▸ Exercise aim: Your response should contain every line from the data below that holds the string "resolve".

____ Listed entries

// SPDX-License-Identifier: AGPL-3.0
// Foundly Core - Lost/found type resolution
//
// Decides whether an item is shown as lost or found. Signals are tried in a
// fixed precedence order and the first one that decides wins; anything
// malformed is treated as absent.

use crate::item::ItemRecord;
use crate::types::Classification;
use once_cell::sync::Lazy;
use regex::Regex;
use std::collections::HashMap;

/// Legacy type fields, in the order they are consulted
const ALTERNATE_TYPE_FIELDS: [&str; 3] = ["itemType", "postType", "listingType"];

static LOST_WORDS: Lazy<Regex> =
    Lazy::new(|| Regex::new(r"\b(lost|missing|misplaced)\b").expect("valid lost pattern"));

static FOUND_WORDS: Lazy<Regex> =
    Lazy::new(|| Regex::new(r"\b(found|recovered|picked\s*up)\b").expect("valid found pattern"));

/// The precedence rule that produced a classification
#[derive(Debug, Clone, Copy, PartialEq, Eq)]
pub enum Rule {
    /// User-set local override
    Override,
    /// Exact `type` field
    CanonicalField,
    /// First non-empty of `itemType`, `postType`, `listingType`
    AlternateField(&'static str),
    /// `lost` or `isLost` set to true
    LostFlag,
    /// Keyword found in highlight or description
    Keyword,
    /// Nothing decided
    Default,
}

impl Rule {
    pub fn describe(&self) -> String {
        match self {
            Self::Override => "local override".to_string(),
            Self::CanonicalField => "type field".to_string(),
            Self::AlternateField(name) => format!("{} field", name),
            Self::LostFlag => "lost flag".to_string(),
            Self::Keyword => "description keywords".to_string(),
            Self::Default => "default".to_string(),
        }
    }
}

/// A classification together with the rule that decided it
#[derive(Debug, Clone, Copy, PartialEq, Eq)]
pub struct Resolution {
    pub classification: Classification,
    pub rule: Rule,
}

impl Resolution {
    fn new(classification: Classification, rule: Rule) -> Self {
        Self {
            classification,
            rule,
        }
    }
}

/// Classify an item as lost or found.
///
/// Total over every record: never panics and always returns a value.
pub fn classify(item: &ItemRecord, overrides: &HashMap<String, Classification>) -> Classification {
    resolve(item, overrides).classification
}

/// Classify an item and report which rule decided it
pub fn resolve(item: &ItemRecord, overrides: &HashMap<String, Classification>) -> Resolution {
    if let Some(local) = item.id().and_then(|id| overrides.get(&id).copied()) {
        return Resolution::new(local, Rule::Override);
    }

    if let Some(canonical) = item.str_field("type").and_then(Classification::from_exact) {
        return Resolution::new(canonical, Rule::CanonicalField);
    }

    // Only the first populated alternate field is consulted, even when its
    // value is not a recognised type.
    if let Some((name, value)) = ALTERNATE_TYPE_FIELDS.iter().find_map(|name| {
        item.str_field(name)
            .filter(|value| !value.is_empty())
            .map(|value| (*name, value))
    }) {
        if let Some(alternate) = Classification::from_exact(&value.to_lowercase()) {
            return Resolution::new(alternate, Rule::AlternateField(name));
        }
    }

    if item.bool_field("lost") == Some(true) || item.bool_field("isLost") == Some(true) {
        return Resolution::new(Classification::Lost, Rule::LostFlag);
    }

    if let Some(from_text) = scan_keywords(item) {
        return Resolution::new(from_text, Rule::Keyword);
    }

    Resolution::new(Classification::Found, Rule::Default)
}

/// Classify every item in a render pass
pub fn classify_all<'a>(
    items: &'a [ItemRecord],
    overrides: &HashMap<String, Classification>,
) -> Vec<(&'a ItemRecord, Classification)> {
    items
        .iter()
        .map(|item| (item, classify(item, overrides)))
        .collect()
}

fn scan_keywords(item: &ItemRecord) -> Option<Classification> {
    let text = format!(
        "{} {}",
        item.highlight().unwrap_or_default(),
        item.description().unwrap_or_default()
    )
    .to_lowercase();
    let text = text.trim();

    if LOST_WORDS.is_match(text) {
        Some(Classification::Lost)
    } else if FOUND_WORDS.is_match(text) {
        Some(Classification::Found)
    } else {
        None
    }
}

________

▸ Task output:
    resolve(item, overrides).classification
pub fn resolve(item: &ItemRecord, overrides: &HashMap<String, Classification>) -> Resolution {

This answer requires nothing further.